Die Mittel-Alten zwischen 15 und 59 sterben nur in Einzelfällen mit einer COVID-19 Erkrankung. Im vorliegenden Datensatz starben genau 3 von 9613 Infizierten. Da diese Gruppen aber so einen gewaltigen Anteil an Infizierten ausmacht, belasten sie die Krankenhäuser stark. Aufgrund der meist mild verlaufenden Erkrankungen, macht diese Gruppe vermutlich den Löwenanteil für die Verbreitung des Virus aus. Diese Altersgruppe müsste die Hauptlast tragen und durch Hygiene-Maßnahmen die Ausbreitung des Virus verlangsamen.

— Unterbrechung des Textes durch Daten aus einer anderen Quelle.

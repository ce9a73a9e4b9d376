//! Capability resolution: capability set in, backend factory and version out.
//!
//! Resolution is a pure function of the capabilities and the registry. The
//! only side effects are log lines; the same notices are also returned on
//! [`ResolvedDriver`] so callers can surface or assert on them.

use std::sync::{Arc, LazyLock};

use regex::Regex;
use tracing::{debug, info, warn};
use umbra_protocol::Capabilities;

use crate::driver::DriverFactory;
use crate::error::{Error, ResolutionFailure, Result};
use crate::registry::{DriverDescriptor, DriverRegistry, Lookup, Platform, automation};

const BANNER_WIDTH: usize = 70;

const ANDROID_DEFAULT_NOTICE: &[&str] = &[
	"The 'automationName' capability was not provided in the desired capabilities for this Android session",
	"Setting 'automationName=UiAutomator2' by default and using the UiAutomator2 Driver",
	"The next major version will **require** the 'automationName' capability to be set for all sessions on all platforms",
	"In previous versions the default was 'automationName=UiAutomator1'",
	"If you wish to use that automation instead of UiAutomator2, please add 'automationName=UiAutomator1' to your desired capabilities",
	"Each automation engine is a separately installed driver; run `umbra drivers` to list the engines this server knows about",
];

const IOS_DEFAULT_NOTICE: &str = "DeprecationWarning: 'automationName' capability was not provided. \
	 Future versions will require 'automationName' capability to be set for iOS sessions.";

static VERSION_PREFIX: LazyLock<Regex> =
	LazyLock::new(|| Regex::new(r"(\d+)(?:\.(\d+))?(?:\.(\d+))?").unwrap());

/// Message emitted while resolving a capability set.
#[derive(Debug, Clone, PartialEq, Eq)]
pub enum ResolutionNotice {
	/// Default-engine selection the client should stop relying on.
	Deprecation(String),
	Info(String),
}

impl ResolutionNotice {
	pub fn is_deprecation(&self) -> bool {
		matches!(self, ResolutionNotice::Deprecation(_))
	}

	pub fn message(&self) -> &str {
		match self {
			ResolutionNotice::Deprecation(msg) | ResolutionNotice::Info(msg) => msg,
		}
	}
}

/// Backend selected for a capability set.
#[derive(Clone)]
pub struct ResolvedDriver {
	pub descriptor: DriverDescriptor,
	pub factory: Arc<dyn DriverFactory>,
	/// Best-effort implementation version.
	pub version: Option<String>,
	pub notices: Vec<ResolutionNotice>,
}

impl std::fmt::Debug for ResolvedDriver {
	fn fmt(&self, f: &mut std::fmt::Formatter<'_>) -> std::fmt::Result {
		f.debug_struct("ResolvedDriver")
			.field("descriptor", &self.descriptor)
			.field("version", &self.version)
			.field("notices", &self.notices)
			.finish()
	}
}

impl ResolvedDriver {
	pub fn driver_name(&self) -> &str {
		&self.descriptor.driver_name
	}
}

/// Picks the backend for `caps`.
///
/// `platformName` is mandatory. `automationName` is optional; when absent or
/// the `Appium` placeholder, a platform default is chosen.
pub fn resolve_driver(caps: &Capabilities, registry: &DriverRegistry) -> Result<ResolvedDriver> {
	let platform_name = caps
		.platform_name
		.as_deref()
		.filter(|name| !name.is_empty())
		.ok_or_else(|| Error::MissingCapability("You must include a platformName capability".into()))?;
	let platform = Platform::parse(platform_name).ok_or_else(|| {
		Error::MissingCapability(format!(
			"platformName '{platform_name}' is not supported; expected one of: {}",
			Platform::ALL.map(Platform::as_str).join(", ")
		))
	})?;

	let mut notices = Vec::new();
	let automation_name = match caps.automation_name.as_deref() {
		Some(name) if !name.eq_ignore_ascii_case(automation::APPIUM) => name.to_string(),
		_ => default_automation_name(platform, caps.platform_version.as_deref(), &mut notices).to_string(),
	};

	for notice in &notices {
		match notice {
			ResolutionNotice::Deprecation(msg) => warn!(target: "umbra.resolve", "{msg}"),
			ResolutionNotice::Info(msg) => info!(target: "umbra.resolve", "{msg}"),
		}
	}

	let failure = match registry.lookup(&automation_name) {
		Lookup::Loaded(descriptor, factory) => {
			let version = factory.version();
			if version.is_none() {
				warn!(target: "umbra.resolve", driver = %descriptor.driver_name, "Unable to get version of driver '{}'", descriptor.driver_name);
			}
			debug!(target: "umbra.resolve", automation = %automation_name, driver = %descriptor.driver_name, "resolved driver");
			return Ok(ResolvedDriver {
				descriptor: descriptor.clone(),
				factory,
				version,
				notices,
			});
		}
		Lookup::Unloadable(descriptor) => {
			debug!(
				target: "umbra.resolve",
				driver = %descriptor.driver_name,
				package = %descriptor.package,
				"no implementation registered"
			);
			ResolutionFailure::Load
		}
		Lookup::Missing => ResolutionFailure::Find,
	};

	let msg = match caps.automation_name.as_deref() {
		Some(requested) => format!(
			"Could not {} a driver for automationName '{requested}' and platformName '{platform_name}'",
			failure.verb()
		),
		None => format!("Could not {} a driver for platformName '{platform_name}'", failure.verb()),
	};
	Err(Error::driver_resolution(failure, format!("{msg}. {}", failure.suggestion())))
}

fn default_automation_name(
	platform: Platform,
	platform_version: Option<&str>,
	notices: &mut Vec<ResolutionNotice>,
) -> &'static str {
	match platform {
		Platform::Fake => automation::FAKE,
		Platform::Android => {
			notices.push(ResolutionNotice::Deprecation(android_deprecation_banner()));
			automation::UIAUTOMATOR2
		}
		Platform::Ios => {
			notices.push(ResolutionNotice::Deprecation(IOS_DEFAULT_NOTICE.to_string()));
			if platform_version.and_then(coerce_version).is_some_and(|v| v >= (10, 0, 0)) {
				notices.push(ResolutionNotice::Info(format!(
					"Requested iOS support with version >= 10, using '{}' driver instead of \
					 UIAutomation-based driver, since the latter is unsupported on iOS 10 and up.",
					automation::XCUITEST
				)));
				automation::XCUITEST
			} else {
				automation::INSTRUMENTS
			}
		}
		Platform::Tvos => automation::XCUITEST,
		Platform::Windows => automation::WINDOWS,
		Platform::Mac => automation::MAC,
		Platform::Tizen => automation::TIZEN,
	}
}

/// Loosely parses the first `major[.minor[.patch]]` run in `raw`.
///
/// Missing components default to zero, so `"9.3"` is `(9, 3, 0)` and
/// `"v12"` is `(12, 0, 0)`.
pub fn coerce_version(raw: &str) -> Option<(u64, u64, u64)> {
	let caps = VERSION_PREFIX.captures(raw)?;
	let part = |i: usize| -> Option<u64> {
		match caps.get(i) {
			Some(m) => m.as_str().parse().ok(),
			None => Some(0),
		}
	};
	Some((part(1)?, part(2)?, part(3)?))
}

/// Multi-line notice logged when an Android session falls back to the default engine.
pub fn android_deprecation_banner() -> String {
	let divider = format!("\n{}\n", "=".repeat(BANNER_WIDTH));
	let mut banner = divider.clone();
	banner.push_str("  DEPRECATION WARNING:\n");
	for line in ANDROID_DEFAULT_NOTICE {
		banner.push('\n');
		banner.push_str(&word_wrap(line, BANNER_WIDTH - 2, "  "));
		banner.push('\n');
	}
	banner.push_str(&divider);
	banner
}

/// Greedy word wrap. Words longer than `width` get a line of their own.
fn word_wrap(text: &str, width: usize, indent: &str) -> String {
	let mut lines: Vec<String> = Vec::new();
	let mut current = String::new();
	for word in text.split_whitespace() {
		if !current.is_empty() && current.len() + 1 + word.len() > width {
			lines.push(std::mem::take(&mut current));
		}
		if !current.is_empty() {
			current.push(' ');
		}
		current.push_str(word);
	}
	if !current.is_empty() {
		lines.push(current);
	}
	lines
		.iter()
		.map(|line| format!("{indent}{line}"))
		.collect::<Vec<_>>()
		.join("\n")
}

Bei den Alten ab 60 und insbesondere bei den Menschen ab 80 ist die Sterblichkeit erschreckend hoch. In Deutschland leben knapp 5 Millionen Menschen, die mindestens 80 Jahre alt sind. Nimmt man den (rein theoretischen) GAU an, dass sich 70% dieser Menschen infizieren, könnte eine Sterblichkeit von 25% zu fast einer Million Toten führen. Maßnahmen sollten darauf abzielen diese Altersgruppe zu schützen. Eine sichere, aber auch schwierige Lösung wäre, diese Altersgruppe konsequent von den jüngeren Altersgruppen zu isolieren.

Da Menschen in der Gruppe 80+ den Großteil ihres Lebens schon hinter sich haben, wäre es auch möglich, diese Menschen selbst entscheiden zu lassen, ob sie sich in schützende Isolation begeben, oder das Sterberisiko bei einer Infektion mit SARS-CoV-2 in Kauf zu nehmen.